═════ RECORD SET ═════

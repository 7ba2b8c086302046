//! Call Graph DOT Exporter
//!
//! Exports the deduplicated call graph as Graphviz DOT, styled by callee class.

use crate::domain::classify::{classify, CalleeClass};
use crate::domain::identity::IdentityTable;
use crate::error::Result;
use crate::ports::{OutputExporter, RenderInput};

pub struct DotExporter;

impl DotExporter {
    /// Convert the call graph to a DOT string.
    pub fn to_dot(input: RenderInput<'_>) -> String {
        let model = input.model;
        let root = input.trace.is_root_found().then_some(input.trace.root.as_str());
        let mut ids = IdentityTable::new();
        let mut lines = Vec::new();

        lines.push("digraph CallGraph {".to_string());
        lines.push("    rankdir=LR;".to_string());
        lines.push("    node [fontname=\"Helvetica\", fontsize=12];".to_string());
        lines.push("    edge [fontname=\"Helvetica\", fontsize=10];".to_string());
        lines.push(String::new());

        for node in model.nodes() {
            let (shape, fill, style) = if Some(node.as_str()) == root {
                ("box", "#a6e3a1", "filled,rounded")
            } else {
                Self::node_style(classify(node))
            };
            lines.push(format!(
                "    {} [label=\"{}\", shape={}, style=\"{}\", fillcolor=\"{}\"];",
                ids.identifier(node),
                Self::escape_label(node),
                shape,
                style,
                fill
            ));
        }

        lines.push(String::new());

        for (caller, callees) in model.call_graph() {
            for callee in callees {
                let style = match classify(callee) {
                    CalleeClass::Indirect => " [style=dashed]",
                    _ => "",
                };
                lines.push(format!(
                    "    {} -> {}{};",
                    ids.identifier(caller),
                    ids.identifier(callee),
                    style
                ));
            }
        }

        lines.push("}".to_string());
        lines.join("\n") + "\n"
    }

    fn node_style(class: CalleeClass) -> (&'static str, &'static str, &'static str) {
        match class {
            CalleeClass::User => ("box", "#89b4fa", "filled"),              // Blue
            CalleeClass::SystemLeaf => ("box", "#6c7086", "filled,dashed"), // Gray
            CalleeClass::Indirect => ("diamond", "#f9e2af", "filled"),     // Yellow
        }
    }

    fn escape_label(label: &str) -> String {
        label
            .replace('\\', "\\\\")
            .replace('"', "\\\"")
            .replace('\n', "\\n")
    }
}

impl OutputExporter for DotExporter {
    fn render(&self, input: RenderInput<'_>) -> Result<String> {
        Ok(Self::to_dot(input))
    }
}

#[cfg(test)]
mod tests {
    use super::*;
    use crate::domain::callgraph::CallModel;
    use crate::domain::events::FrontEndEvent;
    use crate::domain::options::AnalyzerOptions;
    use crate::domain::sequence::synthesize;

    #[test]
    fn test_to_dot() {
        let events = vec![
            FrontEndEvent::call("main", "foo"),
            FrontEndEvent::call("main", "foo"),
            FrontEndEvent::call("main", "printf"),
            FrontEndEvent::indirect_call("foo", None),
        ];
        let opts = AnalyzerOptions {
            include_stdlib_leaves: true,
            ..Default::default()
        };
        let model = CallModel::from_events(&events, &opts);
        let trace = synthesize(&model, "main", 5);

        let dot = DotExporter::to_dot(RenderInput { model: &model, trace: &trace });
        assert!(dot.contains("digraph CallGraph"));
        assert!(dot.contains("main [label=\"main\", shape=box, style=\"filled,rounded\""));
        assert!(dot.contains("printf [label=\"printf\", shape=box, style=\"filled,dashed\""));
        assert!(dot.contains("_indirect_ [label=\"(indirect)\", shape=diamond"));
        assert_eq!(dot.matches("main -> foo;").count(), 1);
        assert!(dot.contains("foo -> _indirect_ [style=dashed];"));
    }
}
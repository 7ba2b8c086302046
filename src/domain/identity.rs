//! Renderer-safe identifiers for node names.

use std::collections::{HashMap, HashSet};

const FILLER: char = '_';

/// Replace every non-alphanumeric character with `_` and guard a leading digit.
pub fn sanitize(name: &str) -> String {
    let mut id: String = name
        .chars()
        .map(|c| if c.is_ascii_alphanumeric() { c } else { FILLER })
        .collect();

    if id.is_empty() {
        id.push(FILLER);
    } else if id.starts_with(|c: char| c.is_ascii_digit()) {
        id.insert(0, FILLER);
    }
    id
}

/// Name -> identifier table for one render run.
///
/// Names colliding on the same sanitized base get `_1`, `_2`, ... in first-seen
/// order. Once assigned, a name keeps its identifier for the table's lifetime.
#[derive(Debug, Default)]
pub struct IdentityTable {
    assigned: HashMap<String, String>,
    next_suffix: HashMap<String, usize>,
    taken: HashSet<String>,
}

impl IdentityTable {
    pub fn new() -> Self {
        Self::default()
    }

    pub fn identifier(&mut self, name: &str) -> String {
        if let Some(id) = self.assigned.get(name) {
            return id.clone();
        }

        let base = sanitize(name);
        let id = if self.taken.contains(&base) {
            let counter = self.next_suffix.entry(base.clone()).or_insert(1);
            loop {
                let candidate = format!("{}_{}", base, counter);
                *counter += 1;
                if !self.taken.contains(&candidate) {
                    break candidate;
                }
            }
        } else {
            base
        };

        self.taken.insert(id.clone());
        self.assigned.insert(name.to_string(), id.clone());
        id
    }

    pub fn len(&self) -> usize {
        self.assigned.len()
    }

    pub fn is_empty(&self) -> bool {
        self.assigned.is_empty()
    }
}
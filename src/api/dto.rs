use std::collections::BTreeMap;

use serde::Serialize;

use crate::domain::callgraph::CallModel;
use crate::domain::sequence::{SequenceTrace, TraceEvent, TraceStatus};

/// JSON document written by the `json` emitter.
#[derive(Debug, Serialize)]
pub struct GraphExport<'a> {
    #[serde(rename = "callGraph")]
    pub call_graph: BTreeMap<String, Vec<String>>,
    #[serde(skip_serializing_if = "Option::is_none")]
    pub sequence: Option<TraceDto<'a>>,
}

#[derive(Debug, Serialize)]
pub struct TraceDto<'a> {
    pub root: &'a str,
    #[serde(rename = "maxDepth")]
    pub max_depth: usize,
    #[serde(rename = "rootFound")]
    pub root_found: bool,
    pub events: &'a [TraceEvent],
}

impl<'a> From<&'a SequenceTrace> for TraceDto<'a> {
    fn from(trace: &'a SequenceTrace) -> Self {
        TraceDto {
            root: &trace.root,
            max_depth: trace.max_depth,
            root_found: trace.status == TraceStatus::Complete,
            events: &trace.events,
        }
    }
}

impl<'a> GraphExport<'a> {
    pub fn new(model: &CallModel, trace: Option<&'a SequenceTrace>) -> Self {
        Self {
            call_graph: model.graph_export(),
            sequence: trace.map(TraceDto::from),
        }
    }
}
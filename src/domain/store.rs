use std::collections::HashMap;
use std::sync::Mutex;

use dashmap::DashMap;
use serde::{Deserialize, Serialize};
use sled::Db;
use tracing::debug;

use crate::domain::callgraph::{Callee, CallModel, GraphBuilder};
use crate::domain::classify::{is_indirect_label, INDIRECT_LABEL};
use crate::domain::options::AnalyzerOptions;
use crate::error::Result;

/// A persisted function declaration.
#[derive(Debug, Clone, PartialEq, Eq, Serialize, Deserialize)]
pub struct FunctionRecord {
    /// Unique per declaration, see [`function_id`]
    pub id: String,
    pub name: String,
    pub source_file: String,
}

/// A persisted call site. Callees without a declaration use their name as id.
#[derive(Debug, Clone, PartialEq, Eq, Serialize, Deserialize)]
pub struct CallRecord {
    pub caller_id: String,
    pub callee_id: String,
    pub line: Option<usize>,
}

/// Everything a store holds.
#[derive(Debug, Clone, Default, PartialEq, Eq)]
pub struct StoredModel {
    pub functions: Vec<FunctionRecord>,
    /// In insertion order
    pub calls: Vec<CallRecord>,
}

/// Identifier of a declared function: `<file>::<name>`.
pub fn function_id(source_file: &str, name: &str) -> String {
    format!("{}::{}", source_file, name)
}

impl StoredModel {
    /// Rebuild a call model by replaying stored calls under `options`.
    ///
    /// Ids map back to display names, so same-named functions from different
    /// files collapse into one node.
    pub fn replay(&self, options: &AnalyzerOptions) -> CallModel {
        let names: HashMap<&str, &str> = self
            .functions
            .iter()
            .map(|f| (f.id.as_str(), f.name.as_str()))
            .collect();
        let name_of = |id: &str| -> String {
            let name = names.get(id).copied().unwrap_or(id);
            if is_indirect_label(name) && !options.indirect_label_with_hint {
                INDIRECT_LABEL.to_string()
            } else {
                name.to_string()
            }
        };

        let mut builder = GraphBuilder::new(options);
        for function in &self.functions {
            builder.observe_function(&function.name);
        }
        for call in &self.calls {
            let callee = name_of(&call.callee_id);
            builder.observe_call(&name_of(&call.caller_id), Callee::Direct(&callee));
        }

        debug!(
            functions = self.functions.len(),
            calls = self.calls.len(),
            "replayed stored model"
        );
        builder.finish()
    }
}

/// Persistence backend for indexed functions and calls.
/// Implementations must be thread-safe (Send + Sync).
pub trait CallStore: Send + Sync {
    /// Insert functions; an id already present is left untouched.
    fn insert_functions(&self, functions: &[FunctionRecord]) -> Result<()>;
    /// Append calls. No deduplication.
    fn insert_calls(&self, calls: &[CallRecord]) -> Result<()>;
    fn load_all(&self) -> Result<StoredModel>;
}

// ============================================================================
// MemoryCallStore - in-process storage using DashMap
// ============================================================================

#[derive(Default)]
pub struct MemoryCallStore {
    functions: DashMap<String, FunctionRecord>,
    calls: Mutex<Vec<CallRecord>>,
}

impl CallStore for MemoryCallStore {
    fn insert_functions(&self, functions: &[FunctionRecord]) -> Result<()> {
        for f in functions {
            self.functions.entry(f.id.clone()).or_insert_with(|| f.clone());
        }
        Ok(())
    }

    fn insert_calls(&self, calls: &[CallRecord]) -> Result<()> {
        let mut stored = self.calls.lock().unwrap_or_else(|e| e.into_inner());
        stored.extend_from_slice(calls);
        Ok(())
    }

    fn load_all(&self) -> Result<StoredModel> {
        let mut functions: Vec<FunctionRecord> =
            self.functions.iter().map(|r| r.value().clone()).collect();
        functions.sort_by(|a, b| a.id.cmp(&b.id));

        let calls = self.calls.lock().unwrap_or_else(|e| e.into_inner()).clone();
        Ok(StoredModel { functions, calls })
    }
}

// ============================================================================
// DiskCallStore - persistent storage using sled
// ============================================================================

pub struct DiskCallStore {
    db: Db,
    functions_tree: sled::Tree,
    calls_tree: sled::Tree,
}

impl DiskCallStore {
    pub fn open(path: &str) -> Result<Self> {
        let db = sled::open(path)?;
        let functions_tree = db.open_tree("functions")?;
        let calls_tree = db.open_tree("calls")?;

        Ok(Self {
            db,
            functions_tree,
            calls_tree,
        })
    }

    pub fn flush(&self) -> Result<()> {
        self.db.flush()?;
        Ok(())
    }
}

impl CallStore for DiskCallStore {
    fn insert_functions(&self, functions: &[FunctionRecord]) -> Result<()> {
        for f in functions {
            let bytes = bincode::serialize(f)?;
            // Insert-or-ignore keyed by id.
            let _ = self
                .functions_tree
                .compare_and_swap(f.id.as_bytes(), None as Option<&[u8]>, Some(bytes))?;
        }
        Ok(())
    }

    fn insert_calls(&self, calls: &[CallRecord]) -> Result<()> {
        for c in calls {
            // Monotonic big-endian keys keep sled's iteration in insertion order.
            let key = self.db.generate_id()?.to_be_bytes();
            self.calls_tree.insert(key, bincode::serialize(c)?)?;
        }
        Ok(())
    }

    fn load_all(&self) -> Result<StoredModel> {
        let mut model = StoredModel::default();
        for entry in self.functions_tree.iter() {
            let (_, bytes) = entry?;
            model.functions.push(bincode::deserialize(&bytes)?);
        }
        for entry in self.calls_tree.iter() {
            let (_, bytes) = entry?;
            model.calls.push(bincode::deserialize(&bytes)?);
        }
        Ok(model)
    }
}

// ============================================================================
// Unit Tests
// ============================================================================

═════
═════ RECORD SET ═════

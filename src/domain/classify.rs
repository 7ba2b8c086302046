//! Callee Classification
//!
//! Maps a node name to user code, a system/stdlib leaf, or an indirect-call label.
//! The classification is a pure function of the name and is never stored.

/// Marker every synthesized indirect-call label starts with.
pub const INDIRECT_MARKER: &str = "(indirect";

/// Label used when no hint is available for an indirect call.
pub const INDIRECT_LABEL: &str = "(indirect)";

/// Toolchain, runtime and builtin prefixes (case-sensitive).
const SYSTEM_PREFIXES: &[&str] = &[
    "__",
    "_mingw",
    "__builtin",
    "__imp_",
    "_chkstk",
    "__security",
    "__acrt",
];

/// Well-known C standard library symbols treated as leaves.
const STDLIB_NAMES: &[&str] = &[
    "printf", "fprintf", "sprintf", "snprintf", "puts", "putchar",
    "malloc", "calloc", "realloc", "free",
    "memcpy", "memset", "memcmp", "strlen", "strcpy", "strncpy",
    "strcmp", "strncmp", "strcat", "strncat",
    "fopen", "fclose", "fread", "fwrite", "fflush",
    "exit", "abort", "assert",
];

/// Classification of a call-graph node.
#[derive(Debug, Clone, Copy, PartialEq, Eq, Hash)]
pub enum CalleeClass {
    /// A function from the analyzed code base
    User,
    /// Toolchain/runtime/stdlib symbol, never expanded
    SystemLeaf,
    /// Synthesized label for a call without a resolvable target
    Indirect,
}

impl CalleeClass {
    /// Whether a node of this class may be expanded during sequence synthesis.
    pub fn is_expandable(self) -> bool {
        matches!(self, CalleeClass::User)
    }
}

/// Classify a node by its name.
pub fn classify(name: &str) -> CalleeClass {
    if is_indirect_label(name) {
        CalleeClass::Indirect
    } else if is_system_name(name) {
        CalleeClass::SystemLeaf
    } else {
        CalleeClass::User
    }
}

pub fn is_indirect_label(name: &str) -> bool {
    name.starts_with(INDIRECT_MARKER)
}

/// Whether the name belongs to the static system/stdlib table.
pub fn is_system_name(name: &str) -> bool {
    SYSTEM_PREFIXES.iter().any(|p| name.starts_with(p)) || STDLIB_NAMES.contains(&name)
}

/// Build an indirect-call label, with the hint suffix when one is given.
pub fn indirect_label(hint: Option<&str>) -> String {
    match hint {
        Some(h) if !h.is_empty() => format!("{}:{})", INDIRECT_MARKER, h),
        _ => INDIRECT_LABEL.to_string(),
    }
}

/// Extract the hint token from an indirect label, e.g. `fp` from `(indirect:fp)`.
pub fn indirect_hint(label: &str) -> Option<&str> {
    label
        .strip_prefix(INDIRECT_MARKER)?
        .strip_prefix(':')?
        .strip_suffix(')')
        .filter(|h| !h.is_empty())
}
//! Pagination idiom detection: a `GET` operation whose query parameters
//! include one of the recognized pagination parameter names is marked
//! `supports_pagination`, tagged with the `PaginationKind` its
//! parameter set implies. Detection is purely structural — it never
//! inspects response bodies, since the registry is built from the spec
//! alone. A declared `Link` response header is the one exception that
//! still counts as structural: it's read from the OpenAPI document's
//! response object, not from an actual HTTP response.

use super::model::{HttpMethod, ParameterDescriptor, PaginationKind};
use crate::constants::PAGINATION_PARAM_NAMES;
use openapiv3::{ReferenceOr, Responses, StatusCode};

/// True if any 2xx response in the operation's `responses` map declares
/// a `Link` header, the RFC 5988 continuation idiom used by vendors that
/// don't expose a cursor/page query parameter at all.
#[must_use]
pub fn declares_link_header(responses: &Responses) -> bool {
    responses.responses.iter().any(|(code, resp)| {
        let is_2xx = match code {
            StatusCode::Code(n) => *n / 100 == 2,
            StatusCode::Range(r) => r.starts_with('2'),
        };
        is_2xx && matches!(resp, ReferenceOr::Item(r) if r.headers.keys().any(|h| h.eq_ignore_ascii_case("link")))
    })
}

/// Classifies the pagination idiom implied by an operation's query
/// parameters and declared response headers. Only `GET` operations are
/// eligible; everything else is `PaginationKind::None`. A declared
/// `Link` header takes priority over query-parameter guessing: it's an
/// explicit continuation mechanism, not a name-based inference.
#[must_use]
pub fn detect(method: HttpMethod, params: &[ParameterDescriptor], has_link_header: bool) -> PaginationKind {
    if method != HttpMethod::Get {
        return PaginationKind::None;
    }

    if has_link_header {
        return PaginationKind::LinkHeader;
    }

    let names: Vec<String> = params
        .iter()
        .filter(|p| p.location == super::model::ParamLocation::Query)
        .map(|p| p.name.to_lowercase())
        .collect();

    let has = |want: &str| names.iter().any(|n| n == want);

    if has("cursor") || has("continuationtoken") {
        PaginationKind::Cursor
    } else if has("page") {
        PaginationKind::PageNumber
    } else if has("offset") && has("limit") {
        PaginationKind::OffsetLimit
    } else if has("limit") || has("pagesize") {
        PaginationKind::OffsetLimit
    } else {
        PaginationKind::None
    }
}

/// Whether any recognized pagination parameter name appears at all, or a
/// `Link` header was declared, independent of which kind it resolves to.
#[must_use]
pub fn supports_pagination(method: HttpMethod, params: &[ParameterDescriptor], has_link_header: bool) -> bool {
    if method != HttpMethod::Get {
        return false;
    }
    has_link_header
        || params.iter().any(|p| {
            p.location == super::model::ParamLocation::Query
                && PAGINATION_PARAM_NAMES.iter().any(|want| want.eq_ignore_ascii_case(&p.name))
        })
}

═════

REQUIREMENT: Lines from the entries that contain the string "Helvetica" must be found and copied.

FINISHED TASK:
        lines.push("    node [fontname=\"Helvetica\", fontsize=12];".to_string());
        lines.push("    edge [fontname=\"Helvetica\", fontsize=10];".to_string());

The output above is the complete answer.